L. M. — Pour qu’il y ait vraiment une continuité matérielle entre la chose que j’avais photographiée et la chose que je restituais. L’objet de ma pratique, quand je construis des choses dehors, n’est jamais de garder l’objet, ni de montrer cet objet comme ça. Il est construit pour la photographie, et finalement, pour mettre en valeur, d’une certaine façon, le paysage. L’objectif c’est de faire une photographie qui nous fasse croire que c’est un paysage.
A. K. — Vous disiez que vous ne saviez pas pourquoi vous faisiez des images au moment où vous les faisiez, et que vous compreniez après...

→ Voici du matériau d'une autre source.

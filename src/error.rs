use thiserror::Error;

use crate::ows::OwsExceptionReport;

pub type Result<T> = std::result::Result<T, GmlError>;

#[derive(Debug, Error)]
pub enum GmlError {
    #[error("no GML namespaced element found in document")]
    NoNamespaceFound,

    #[error("unsupported source GML version: {0}")]
    UnsupportedSourceVersion(String),

    #[error("unsupported target GML version: {0} (expected 2.1.2 or 3.2)")]
    UnsupportedTargetVersion(String),

    #[error("malformed coordinates: {0}")]
    MalformedCoordinates(String),

    #[error("unsupported geometry type: {0}")]
    UnsupportedGeometryType(String),

    #[error("missing required element: {0}")]
    MissingElement(String),

    #[error("unsupported coverage: {0}")]
    UnsupportedCoverage(String),

    #[error("cannot re-encode {0} as GML")]
    NotConvertible(String),

    #[error("document is neither GML nor an OWS exception report")]
    UnknownDocument,

    #[error("service returned an exception report: {0}")]
    OwsException(OwsExceptionReport),

    #[error(transparent)]
    Xml(#[from] quick_xml::Error),

    #[error(transparent)]
    Io(#[from] std::io::Error),
}

impl GmlError {
    /// Returns the service exception report when the document was one.
    pub fn exception_report(&self) -> Option<&OwsExceptionReport> {
        match self {
            GmlError::OwsException(report) => Some(report),
            _ => None,
        }
    }
}
//! Georeferencing a grid coverage the way raster tools expect it.
//!
//! The affine transform uses GDAL's ordering: a pixel at `(col, row)` maps to
//!
//! ```text
//! x = gt[0] + col * gt[1] + row * gt[2]
//! y = gt[3] + col * gt[4] + row * gt[5]
//! ```
//!
//! For rectified grids `gt[0]`/`gt[3]` is the grid origin and the first two
//! offset vectors are the column and row steps, used as declared.

use tracing::{debug, warn};

use crate::error::{GmlError, Result};
use crate::model::{BoundingBox, GmlCoverage, GridDomain, Position, RangeField};

pub type GeoTransform = [f64; 6];

#[derive(Debug, Clone, PartialEq)]
pub struct RasterMetadata {
    pub width: usize,
    pub height: usize,
    pub bbox: BoundingBox,
    pub crs: Option<String>,
    pub geo_transform: GeoTransform,
    /// Lengths of the column and row steps.
    pub resolution: (f64, f64),
    /// Angle of the column step from the x axis, in degrees.
    pub rotation: f64,
    pub bands: Vec<RangeField>,
}

impl RasterMetadata {
    /// Fails with [`GmlError::UnsupportedCoverage`] for multi-point
    /// coverages, which have no grid.
    pub fn from_coverage(coverage: &GmlCoverage) -> Result<RasterMetadata> {
        let grid = coverage.grid().ok_or_else(|| {
            GmlError::UnsupportedCoverage(format!("{} has no grid", coverage.kind.tag()))
        })?;

        let width = grid_size(grid.width(), "width")?;
        let height = grid_size(grid.height(), "height")?;

        let crs = grid.srs_name.clone().or_else(|| {
            coverage
                .bounded_by
                .as_ref()
                .and_then(|envelope| envelope.srs_name.clone())
        });

        let (geo_transform, bbox) = match (&grid.origin, rectified_steps(grid)) {
            (Some(origin), Some((column, row))) if origin.len() >= 2 => {
                let geo_transform = [origin[0], column[0], row[0], origin[1], column[1], row[1]];
                let bbox = match &coverage.bounded_by {
                    Some(envelope) => envelope.bbox,
                    None => grid_extent(&geo_transform, width, height),
                };
                (geo_transform, bbox)
            }
            _ => {
                let envelope = coverage.bounded_by.as_ref().ok_or_else(|| {
                    GmlError::MissingElement(format!(
                        "boundedBy of {} without origin and offset vectors",
                        coverage.kind.tag()
                    ))
                })?;
                let bbox = envelope.bbox;
                let geo_transform = [
                    bbox.min_x,
                    (bbox.max_x - bbox.min_x) / width as f64,
                    0.0,
                    bbox.max_y,
                    0.0,
                    -(bbox.max_y - bbox.min_y) / height as f64,
                ];
                (geo_transform, bbox)
            }
        };

        let resolution = (
            geo_transform[1].hypot(geo_transform[4]),
            geo_transform[2].hypot(geo_transform[5]),
        );
        let rotation = geo_transform[4].atan2(geo_transform[1]).to_degrees();
        if rotation != 0.0 {
            debug!("Grid is rotated by {} degrees", rotation);
        }

        Ok(RasterMetadata {
            width,
            height,
            bbox,
            crs,
            geo_transform,
            resolution,
            rotation,
            bands: coverage.range_type.clone(),
        })
    }

    /// World coordinates of a pixel corner.
    pub fn pixel_to_world(&self, col: f64, row: f64) -> (f64, f64) {
        let gt = &self.geo_transform;
        (
            gt[0] + col * gt[1] + row * gt[2],
            gt[3] + col * gt[4] + row * gt[5],
        )
    }
}

fn grid_size(size: i128, what: &str) -> Result<usize> {
    usize::try_from(size)
        .ok()
        .filter(|size| *size > 0)
        .ok_or_else(|| GmlError::MalformedCoordinates(format!("grid {} of {}", what, size)))
}

/// The first two offset vectors, when both have two or more components.
fn rectified_steps(grid: &GridDomain) -> Option<(&Position, &Position)> {
    match grid.offset_vectors.as_slice() {
        [column, row, ..] if column.len() >= 2 && row.len() >= 2 => Some((column, row)),
        [_, _, ..] => {
            warn!("Offset vectors need two components, falling back to the bounding box");
            None
        }
        _ => None,
    }
}

fn grid_extent(gt: &GeoTransform, width: usize, height: usize) -> BoundingBox {
    let (w, h) = (width as f64, height as f64);
    let corners = [(0.0, 0.0), (w, 0.0), (0.0, h), (w, h)]
        .map(|(col, row)| (gt[0] + col * gt[1] + row * gt[2], gt[3] + col * gt[4] + row * gt[5]));

    corners.iter().skip(1).fold(
        BoundingBox::new(corners[0].0, corners[0].1, corners[0].0, corners[0].1),
        |bbox, &(x, y)| {
            BoundingBox::new(
                bbox.min_x.min(x),
                bbox.min_y.min(y),
                bbox.max_x.max(x),
                bbox.max_y.max(y),
            )
        },
    )
}
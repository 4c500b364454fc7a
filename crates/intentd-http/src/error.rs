//! Translation of prediction failures into HTTP status codes and `{detail}` bodies.

use axum::Json;
use axum::extract::rejection::JsonRejection;
use axum::http::StatusCode;
use axum::response::{IntoResponse, Response};
use intentd_ai::PredictError;
use intentd_core::ErrorBody;
use thiserror::Error;
use tracing::error;

/// Detail sent to callers for any unanticipated failure.
pub const INTERNAL_DETAIL: &str = "Internal server error during prediction";

/// Errors translated into HTTP responses at the facade boundary.
#[derive(Debug, Error)]
pub enum ApiError {
    /// Empty text or unknown model.
    #[error("{0}")]
    BadRequest(String),

    /// Body could not be decoded into the expected request type.
    #[error("{detail}")]
    Rejected { status: StatusCode, detail: String },

    /// Inference or runtime failure. The message is logged, never returned.
    #[error("internal error: {0}")]
    Internal(String),
}

impl ApiError {
    pub fn status(&self) -> StatusCode {
        match self {
            Self::BadRequest(_) => StatusCode::BAD_REQUEST,
            Self::Rejected { status, .. } => *status,
            Self::Internal(_) => StatusCode::INTERNAL_SERVER_ERROR,
        }
    }
}

impl From<PredictError> for ApiError {
    fn from(e: PredictError) -> Self {
        match e {
            PredictError::Validation(msg) => Self::BadRequest(msg),
            PredictError::ModelNotFound(e) => Self::BadRequest(e.to_string()),
            e @ PredictError::Inference { .. } => Self::Internal(e.to_string()),
        }
    }
}

impl From<JsonRejection> for ApiError {
    fn from(rejection: JsonRejection) -> Self {
        Self::Rejected {
            status: rejection.status(),
            detail: rejection.body_text(),
        }
    }
}

impl From<tokio::task::JoinError> for ApiError {
    fn from(e: tokio::task::JoinError) -> Self {
        Self::Internal(format!("prediction task failed: {e}"))
    }
}

impl IntoResponse for ApiError {
    fn into_response(self) -> Response {
        let status = self.status();
        let detail = match self {
            Self::BadRequest(detail) | Self::Rejected { detail, .. } => detail,
            Self::Internal(msg) => {
                error!(error = %msg, "request failed");
                INTERNAL_DETAIL.to_string()
            }
        };
        (status, Json(ErrorBody { detail })).into_response()
    }
}
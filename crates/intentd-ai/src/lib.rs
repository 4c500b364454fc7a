//! Inference layer: TF-IDF text normalization, linear intent classifiers,
//! the model registry and the prediction service built on top of them.

mod error;
pub use error::{ArtifactError, ModelError, ModelNotFound};

pub mod classifier;
pub mod predictor;
pub mod registry;
pub mod vectorizer;

pub use classifier::{
    ClassifierArtifact, IntentModel, LinearSvm, LogisticRegression, MultiClass, MultinomialNb,
};
pub use predictor::{PredictError, Predictor};
pub use registry::{ArtifactPaths, LoadSummary, ModelDescriptor, ModelRegistry};
pub use vectorizer::{Features, Norm, TfidfVectorizer};
use std::path::PathBuf;

use thiserror::Error;

/// Failure to load or validate a model artifact. Only raised at startup.
#[derive(Debug, Error)]
pub enum ArtifactError {
    #[error("artifact not found: {}", .0.display())]
    NotFound(PathBuf),

    #[error("failed to read {}: {source}", path.display())]
    Io {
        path: PathBuf,
        #[source]
        source: std::io::Error,
    },

    #[error("failed to parse {}: {source}", path.display())]
    Parse {
        path: PathBuf,
        #[source]
        source: serde_json::Error,
    },

    #[error("invalid artifact: {0}")]
    Invalid(String),

    #[error("vectorizer produces {vectorizer} features but classifier expects {classifier}")]
    FeatureMismatch { vectorizer: usize, classifier: usize },
}

/// Failure raised by a classifier while scoring a feature vector.
#[derive(Debug, Error)]
pub enum ModelError {
    #[error("feature vector has {actual} dimensions, model expects {expected}")]
    DimensionMismatch { expected: usize, actual: usize },

    #[error("model produced no class scores")]
    NoScores,
}

/// Lookup of an identifier the registry does not hold.
#[derive(Debug, Clone, Error)]
#[error("Model '{name}' not found. Available models: {available:?}")]
pub struct ModelNotFound {
    pub name: String,
    pub available: Vec<String>,
}
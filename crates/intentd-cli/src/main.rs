mod display;
mod logging;

use std::net::SocketAddr;
use std::path::PathBuf;
use std::sync::Arc;

use anyhow::Context;
use clap::builder::BoolishValueParser;
use clap::{Args, Parser, Subcommand};
use intentd_ai::{LoadSummary, ModelRegistry, Predictor};
use intentd_core::KNOWN_MODELS;
use intentd_http::{AppState, IntentClient};
use tokio::net::TcpListener;
use tracing::{info, warn};

#[derive(Parser)]
#[command(name = "intentd", version, about = "Serve and query intent classification models")]
struct Cli {
    /// Debug-level logging.
    #[arg(short, long, global = true)]
    verbose: bool,

    #[command(subcommand)]
    command: Command,
}

#[derive(Subcommand)]
enum Command {
    /// Load models and serve the HTTP API.
    Serve {
        #[command(flatten)]
        models: ModelArgs,

        /// Address to listen on.
        #[arg(long, env = "INTENTD_BIND", default_value = "0.0.0.0:8000")]
        bind: SocketAddr,

        /// Answer /health with 503 while no model is loaded.
        #[arg(
            long,
            env = "INTENTD_STRICT_HEALTH",
            value_parser = BoolishValueParser::new()
        )]
        strict_health: bool,
    },
    /// Classify text with locally loaded models.
    Predict {
        #[command(flatten)]
        models: ModelArgs,

        #[command(flatten)]
        target: PredictArgs,
    },
    /// Load models and describe what loaded.
    Models {
        #[command(flatten)]
        models: ModelArgs,
    },
    /// Talk to a running server.
    Remote {
        #[arg(long, env = "INTENTD_URL", default_value = "http://localhost:8000")]
        url: String,

        #[command(subcommand)]
        command: RemoteCommand,
    },
}

#[derive(Subcommand)]
enum RemoteCommand {
    Health,
    Models,
    Predict {
        #[command(flatten)]
        target: PredictArgs,
    },
}

#[derive(Args)]
struct ModelArgs {
    /// Directory holding `<id>_model.json` and vectorizer artifacts.
    #[arg(long, env = "INTENTD_MODELS_DIR", default_value = "models")]
    models_dir: PathBuf,

    /// Model identifiers to load.
    #[arg(
        long = "model-ids",
        env = "INTENTD_MODELS",
        value_delimiter = ',',
        default_values_t = default_model_ids()
    )]
    ids: Vec<String>,
}

impl ModelArgs {
    fn load(&self) -> (ModelRegistry, LoadSummary) {
        ModelRegistry::load_dir(&self.models_dir, self.ids.as_slice())
    }
}

#[derive(Args)]
struct PredictArgs {
    /// Model identifier.
    #[arg(short, long, default_value = "naive_bayes", conflicts_with = "all")]
    model: String,

    /// Run every available model.
    #[arg(long)]
    all: bool,

    text: String,
}

fn default_model_ids() -> Vec<String> {
    KNOWN_MODELS.iter().map(|m| m.id.to_string()).collect()
}

#[tokio::main]
async fn main() -> anyhow::Result<()> {
    let cli = Cli::parse();
    logging::init(cli.verbose);

    match cli.command {
        Command::Serve {
            models,
            bind,
            strict_health,
        } => serve(models, bind, strict_health).await,
        Command::Predict { models, target } => predict_local(&models, &target),
        Command::Models { models } => {
            let (registry, summary) = models.load();
            display::print_registry(&registry);
            display::print_load_failures(&summary);
            Ok(())
        }
        Command::Remote { url, command } => remote(IntentClient::new(url), command).await,
    }
}

async fn serve(models: ModelArgs, bind: SocketAddr, strict_health: bool) -> anyhow::Result<()> {
    info!("intentd v{}", env!("CARGO_PKG_VERSION"));
    let (registry, summary) = models.load();
    if registry.is_empty() {
        warn!(
            dir = %models.models_dir.display(),
            failed = summary.failed.len(),
            "no models loaded, serving in degraded state"
        );
    }

    let state = AppState::new(Predictor::new(Arc::new(registry))).strict_health(strict_health);
    let listener = TcpListener::bind(bind)
        .await
        .with_context(|| format!("binding {bind}"))?;

    intentd_http::serve(listener, state, async {
        let _ = tokio::signal::ctrl_c().await;
        info!("shutdown requested");
    })
    .await
    .context("serving HTTP")
}

fn predict_local(models: &ModelArgs, target: &PredictArgs) -> anyhow::Result<()> {
    let (registry, summary) = models.load();
    display::print_load_failures(&summary);
    let predictor = Predictor::new(Arc::new(registry));

    if target.all {
        let resp = predictor.predict_all(&target.text)?;
        display::print_predict_all(&resp);
    } else {
        let result = predictor.predict(&target.text, &target.model)?;
        display::print_prediction(&result);
    }
    Ok(())
}

async fn remote(client: IntentClient, command: RemoteCommand) -> anyhow::Result<()> {
    let base = client.base_url().to_string();
    match command {
        RemoteCommand::Health => {
            let health = client
                .health()
                .await
                .with_context(|| format!("checking health at {base}"))?;
            display::print_health(&health);
        }
        RemoteCommand::Models => {
            let models = client
                .models()
                .await
                .with_context(|| format!("listing models at {base}"))?;
            display::print_models(&models);
        }
        RemoteCommand::Predict { target } if target.all => {
            let resp = client
                .predict_all(&target.text)
                .await
                .with_context(|| format!("predicting at {base}"))?;
            display::print_predict_all(&resp);
        }
        RemoteCommand::Predict { target } => {
            let result = client
                .predict(&target.text, &target.model)
                .await
                .with_context(|| format!("predicting at {base}"))?;
            display::print_prediction(&result);
        }
    }
    Ok(())
}
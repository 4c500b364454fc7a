//! HTTP facade: the axum server the browser UI talks to, and a typed client for it.

pub mod client;
mod error;
pub mod server;

pub use client::{ClientError, IntentClient};
pub use error::{ApiError, INTERNAL_DETAIL};
pub use server::{AppState, router, serve};
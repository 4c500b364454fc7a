//! Known model identifiers and their human-readable descriptions.

/// Model identifiers the browser UI knows about, with their display names.
pub const KNOWN_MODELS: &[KnownModel] = &[
    KnownModel {
        id: "naive_bayes",
        description: "Naive Bayes Classifier",
    },
    KnownModel {
        id: "logistic_regression",
        description: "Logistic Regression Classifier",
    },
    KnownModel {
        id: "linear_svm",
        description: "Linear Support Vector Machine",
    },
];

#[derive(Debug, Clone, Copy, PartialEq, Eq)]
pub struct KnownModel {
    pub id: &'static str,
    pub description: &'static str,
}

/// Display name for a model identifier, falling back to the identifier itself.
pub fn describe(id: &str) -> String {
    KNOWN_MODELS
        .iter()
        .find(|m| m.id == id)
        .map(|m| m.description.to_string())
        .unwrap_or_else(|| id.to_string())
}

#[cfg(test)]
mod tests {
    use super::*;

    #[test]
    fn known_models_cover_ui_set() {
        let ids: Vec<&str> = KNOWN_MODELS.iter().map(|m| m.id).collect();
        assert_eq!(ids, ["naive_bayes", "logistic_regression", "linear_svm"]);
    }

    #[test]
    fn describe_known_and_unknown() {
        assert_eq!(describe("linear_svm"), "Linear Support Vector Machine");
        assert_eq!(describe("random_forest"), "random_forest");
    }
}
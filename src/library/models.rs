use crate::attributes::{AttributeCatalog, DisplayValue};
use crate::song_store::StoredSong;
use serde::ser::SerializeMap;
use serde::{Serialize, Serializer};

/// A song as returned to callers: its id and the attributes it actually has,
/// in catalog order, already converted to display form.
#[derive(Debug, Clone, PartialEq, Eq)]
pub struct SongRow {
    pub id: i64,
    pub attributes: Vec<(&'static str, DisplayValue)>,
}

impl SongRow {
    /// Drops sentinel values so absent attributes are omitted.
    pub fn from_stored(catalog: &AttributeCatalog, song: &StoredSong) -> Self {
        let attributes = catalog
            .descriptors()
            .iter()
            .zip(&song.values)
            .filter(|(descriptor, value)| !descriptor.is_sentinel(value))
            .map(|(descriptor, value)| (descriptor.name, descriptor.display(value)))
            .collect();
        Self {
            id: song.id,
            attributes,
        }
    }

    pub fn get(&self, name: &str) -> Option<&DisplayValue> {
        self.attributes
            .iter()
            .find(|(attribute, _)| *attribute == name)
            .map(|(_, value)| value)
    }
}

impl Serialize for SongRow {
    fn serialize<S: Serializer>(&self, serializer: S) -> Result<S::Ok, S::Error> {
        let mut map = serializer.serialize_map(Some(self.attributes.len() + 1))?;
        map.serialize_entry("id", &self.id)?;
        for (name, value) in &self.attributes {
            map.serialize_entry(name, value)?;
        }
        map.end()
    }
}

/// Library summary for the admin surface.
#[derive(Debug, Clone, PartialEq, Eq, Serialize)]
pub struct LibraryInfo {
    /// Songs currently in the store.
    pub loaded: usize,
    /// Songs written by the last successful pass.
    pub found: usize,
    /// Warnings reported by the last successful pass.
    pub warnings: usize,
    #[serde(rename = "dbsize")]
    pub db_size_bytes: u64,
    pub last_reindex_failed: bool,
    #[serde(skip_serializing_if = "Option::is_none")]
    pub last_reindex_error: Option<String>,
    pub last_reindex_at: Option<i64>,
}

#[cfg(test)]
mod tests {
    use super::*;
    use crate::attributes::AttributeValue;

    fn stored(catalog: &AttributeCatalog) -> StoredSong {
        let mut values: Vec<AttributeValue> =
            catalog.descriptors().iter().map(|d| d.sentinel()).collect();
        values[catalog.position("title").unwrap()] = AttributeValue::Text("Song A".to_string());
        values[catalog.position("track").unwrap()] = AttributeValue::Integer(7);
        values[catalog.position("modified").unwrap()] = AttributeValue::Integer(60);
        StoredSong {
            id: 12,
            values,
            file: "a.txt".to_string(),
        }
    }

    #[test]
    fn omits_sentinels_and_formats_dates() {
        let catalog = AttributeCatalog::standard();
        let row = SongRow::from_stored(&catalog, &stored(&catalog));

        assert_eq!(row.attributes.len(), 3);
        assert_eq!(row.get("album"), None);
        assert_eq!(row.get("track"), Some(&DisplayValue::Integer(7)));
        assert_eq!(
            row.get("modified"),
            Some(&DisplayValue::Text("1970-01-01 00:01:00".to_string()))
        );
    }

    #[test]
    fn serializes_as_flat_object() {
        let catalog = AttributeCatalog::standard();
        let row = SongRow::from_stored(&catalog, &stored(&catalog));
        let json = serde_json::to_value(&row).unwrap();
        assert_eq!(
            json,
            serde_json::json!({
                "id": 12,
                "track": 7,
                "title": "Song A",
                "modified": "1970-01-01 00:01:00"
            })
        );
    }
}
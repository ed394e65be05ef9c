//! Reconciles the song store with the metadata files of a data directory.

mod walker;

pub use walker::{discover_files, DiscoveredFile, FileMatcher};

use crate::attributes::{AttributeCatalog, AttributeDescriptor, AttributeValue};
use crate::song_file::{media_name, read_source_file, RawRecord, RecordReader, SourceEncoding};
use crate::song_store::{FileRecord, SqliteSongStore, StoreWriter};
use anyhow::{Context, Result};
use serde::Serialize;
use std::collections::HashSet;
use std::path::{Path, PathBuf};
use std::time::Instant;
use tracing::{debug, info, warn};

/// Files whose stored and current mtimes differ by at most this many seconds
/// count as unchanged.
pub const MTIME_TOLERANCE_SECS: f64 = 0.001;

pub const DEFAULT_PATTERNS: &[&str] = &["*.txt", "*.txt.gz"];

/// Outcome of one reconciliation pass.
#[derive(Debug, Clone, Default, PartialEq, Eq, Serialize)]
pub struct IndexReport {
    pub files_seen: usize,
    pub files_indexed: usize,
    pub files_skipped: usize,
    pub files_removed: usize,
    pub songs_indexed: usize,
    pub warnings: usize,
    pub duration_ms: u64,
}

struct FileOutcome {
    songs: usize,
    warnings: usize,
}

fn mtime_changed(stored: f64, current: f64) -> bool {
    (stored - current).abs() > MTIME_TOLERANCE_SECS
}

pub struct Indexer {
    data_dir: PathBuf,
    encoding: SourceEncoding,
    matcher: FileMatcher,
}

impl Indexer {
    pub fn new<P: AsRef<Path>>(
        data_dir: P,
        encoding: SourceEncoding,
        matcher: FileMatcher,
    ) -> Self {
        Self {
            data_dir: data_dir.as_ref().to_path_buf(),
            encoding,
            matcher,
        }
    }

    /// Runs one full pass. Every song is committed as soon as it is written,
    /// so an aborted pass keeps its progress and the next pass resumes from
    /// whatever files are still out of date.
    pub fn reindex(&self, store: &SqliteSongStore) -> Result<IndexReport> {
        let started = Instant::now();
        info!(
            "Loading data: {} ({})",
            self.data_dir.display(),
            self.encoding
        );

        let mut report = IndexReport::default();
        {
            let writer = store.writer();
            let known = writer.file_records()?;
            let discovered = discover_files(&self.data_dir, &self.matcher)?;
            let mut seen = HashSet::with_capacity(discovered.len());

            for file in &discovered {
                report.files_seen += 1;
                seen.insert(file.relative_path.as_str());

                let previous = known.get(&file.relative_path);
                let unchanged = previous
                    .and_then(|record| record.mtime)
                    .is_some_and(|stored| !mtime_changed(stored, file.mtime));
                if unchanged {
                    debug!("Skipping unchanged file: {}", file.relative_path);
                    report.files_skipped += 1;
                    continue;
                }

                let outcome = self
                    .index_file(&writer, store.catalog(), file, previous)
                    .with_context(|| format!("Failed to index {}", file.relative_path))?;
                report.files_indexed += 1;
                report.songs_indexed += outcome.songs;
                report.warnings += outcome.warnings;
            }

            for (path, record) in &known {
                if seen.contains(path.as_str()) {
                    continue;
                }
                writer.in_transaction(|w| {
                    let songs = w.delete_facts_for_file(record.id)?;
                    w.delete_file_record(path)?;
                    info!("Removed file: {} ({} songs)", path, songs);
                    Ok(())
                })?;
                report.files_removed += 1;
            }
        }

        report.duration_ms = started.elapsed().as_millis() as u64;
        let found = store.count_songs()?;
        info!(
            "Found {} songs. Loaded {} songs from {} files with {} warnings in {} ms",
            found, report.songs_indexed, report.files_indexed, report.warnings, report.duration_ms
        );
        if report.warnings > 0 {
            warn!("Songs loaded with {} warnings", report.warnings);
        }
        Ok(report)
    }

    fn index_file(
        &self,
        writer: &StoreWriter<'_>,
        catalog: &AttributeCatalog,
        file: &DiscoveredFile,
        previous: Option<&FileRecord>,
    ) -> Result<FileOutcome> {
        info!("Loading file: {}", file.relative_path);
        let text = read_source_file(&file.absolute_path, self.encoding)?;
        let media = media_name(&file.absolute_path);

        let file_id = writer.in_transaction(|w| {
            let file_id = w.upsert_file_record(&file.relative_path, None)?;
            if previous.is_some() {
                let removed = w.delete_facts_for_file(file_id)?;
                debug!("Replacing {} songs of {}", removed, file.relative_path);
            }
            Ok(file_id)
        })?;

        let mut reader = RecordReader::new(&text, catalog, &media, &file.relative_path);
        let mut songs = 0;
        let mut value_warnings = 0;
        for record in reader.by_ref() {
            let values: Vec<AttributeValue> = catalog
                .descriptors()
                .iter()
                .map(|descriptor| {
                    resolve_value(descriptor, &record, &file.relative_path)
                        .unwrap_or_else(|| {
                            value_warnings += 1;
                            descriptor.sentinel()
                        })
                })
                .collect();

            writer.in_transaction(|w| {
                let value_ids = catalog
                    .descriptors()
                    .iter()
                    .zip(&values)
                    .map(|(descriptor, value)| w.ensure_value(descriptor, value))
                    .collect::<Result<Vec<i64>>>()?;
                w.insert_fact(&value_ids, file_id)
            })?;
            songs += 1;
        }

        writer.upsert_file_record(&file.relative_path, Some(file.mtime))?;
        Ok(FileOutcome {
            songs,
            warnings: reader.warnings() + value_warnings,
        })
    }
}

/// Canonical value of one attribute of `record`. Absent and blank values
/// resolve to the sentinel; `None` means the raw value was rejected.
fn resolve_value(
    descriptor: &AttributeDescriptor,
    record: &RawRecord,
    source_label: &str,
) -> Option<AttributeValue> {
    match record.get(descriptor.name) {
        Some(raw) if !raw.trim().is_empty() => match descriptor.normalize(raw) {
            Ok(value) => Some(value),
            Err(e) => {
                warn!(
                    "Invalid {} value in file ({}): {}",
                    descriptor.name, source_label, e
                );
                None
            }
        },
        _ => Some(descriptor.sentinel()),
    }
}
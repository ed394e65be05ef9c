use axum::{
    http::StatusCode,
    response::{IntoResponse, Response},
    Json,
};
use serde::Serialize;
use tracing::error;

use crate::error::SongDbError;

/// JSON body returned for every failed request.
#[derive(Debug, Serialize)]
pub struct ErrorBody {
    pub status: u16,
    pub reason: &'static str,
    pub description: String,
}

/// An HTTP error carrying a status and a user-facing description.
#[derive(Debug)]
pub struct ApiError {
    status: StatusCode,
    description: String,
}

impl ApiError {
    pub fn bad_request(description: impl Into<String>) -> Self {
        Self {
            status: StatusCode::BAD_REQUEST,
            description: description.into(),
        }
    }

    pub fn not_found(description: impl Into<String>) -> Self {
        Self {
            status: StatusCode::NOT_FOUND,
            description: description.into(),
        }
    }

    pub fn internal(description: impl Into<String>) -> Self {
        Self {
            status: StatusCode::INTERNAL_SERVER_ERROR,
            description: description.into(),
        }
    }

    pub fn unavailable(description: impl Into<String>) -> Self {
        Self {
            status: StatusCode::SERVICE_UNAVAILABLE,
            description: description.into(),
        }
    }

    fn reason(&self) -> &'static str {
        match self.status {
            StatusCode::BAD_REQUEST => "Bad request",
            StatusCode::UNAUTHORIZED => "Unauthorized",
            StatusCode::NOT_FOUND => "Not found",
            StatusCode::SERVICE_UNAVAILABLE => "Service unavailable",
            _ => "Internal server error",
        }
    }
}

impl From<SongDbError> for ApiError {
    fn from(e: SongDbError) -> Self {
        match e {
            SongDbError::Validation(message) => ApiError::bad_request(message),
            SongDbError::NotFound(message) => ApiError::not_found(message),
            other => {
                error!("Request failed: {}", other);
                ApiError::internal(other.to_string())
            }
        }
    }
}

impl IntoResponse for ApiError {
    fn into_response(self) -> Response {
        let body = ErrorBody {
            status: self.status.as_u16(),
            reason: self.reason(),
            description: self.description,
        };
        (self.status, Json(body)).into_response()
    }
}

#[cfg(test)]
mod tests {
    use super::*;

    #[test]
    fn taxonomy_maps_to_status_codes() {
        let cases = [
            (SongDbError::Validation("bad".into()), StatusCode::BAD_REQUEST),
            (SongDbError::NotFound("gone".into()), StatusCode::NOT_FOUND),
            (
                SongDbError::Storage(anyhow::anyhow!("locked")),
                StatusCode::INTERNAL_SERVER_ERROR,
            ),
        ];
        for (error, status) in cases {
            assert_eq!(ApiError::from(error).into_response().status(), status);
        }
    }

    #[test]
    fn reason_phrases() {
        assert_eq!(ApiError::bad_request("x").reason(), "Bad request");
        assert_eq!(ApiError::not_found("x").reason(), "Not found");
        assert_eq!(ApiError::internal("x").reason(), "Internal server error");
    }
}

L. M. — Ce n’est pas faute d’avoir essayé. Je remarque que souvent, quand je me dis que je vais travailler sur un sujet, les choses ne se passent jamais comme j’en ai envie. Je ne suis pas capable de conceptualiser une chose jusqu’au bout, je ne maîtrise pas du tout les paramètres. Quand je pars faire ma prise de vue, il y a des paramètres qui interviennent et qui me dépassent, que je n’arrive pas à gérer. Du coup, mon projet dérive tout le temps. C’est pour ça que je ne comprends pas vraiment. Alors je mets un cadre de travail en place, et puis ça dérive un peu. En fait, je ne suis pas quelqu’un de très insistant, c’est-à-dire que soit ça marche tout de suite, soit ça ne marche pas. Je ne crois pas que je sois capable de conceptualiser quoi que ce soit. Je crois à un mode de vie - il ne faut pas se méprendre sur le terme - vertueux, par rapport à ce qu’on est soi-même. Il y a des choses qui complètent et des choses qui fragmentent. Je crois que quand on s’installe dans un certain mode de vie et qu’il y a une certaine vigilance, une certaine complétude, il y a des choses qui se répondent, et puis les choses s’installent. Il n’y a pas besoin d’avoir une emphase du mental pour être dans les choses avec lesquelles on se reconnaît, et qui se construisent avec une certaine forme d’harmonie. Ça part d’une volonté d’être soi, petit à petit, les choses se mettent en place.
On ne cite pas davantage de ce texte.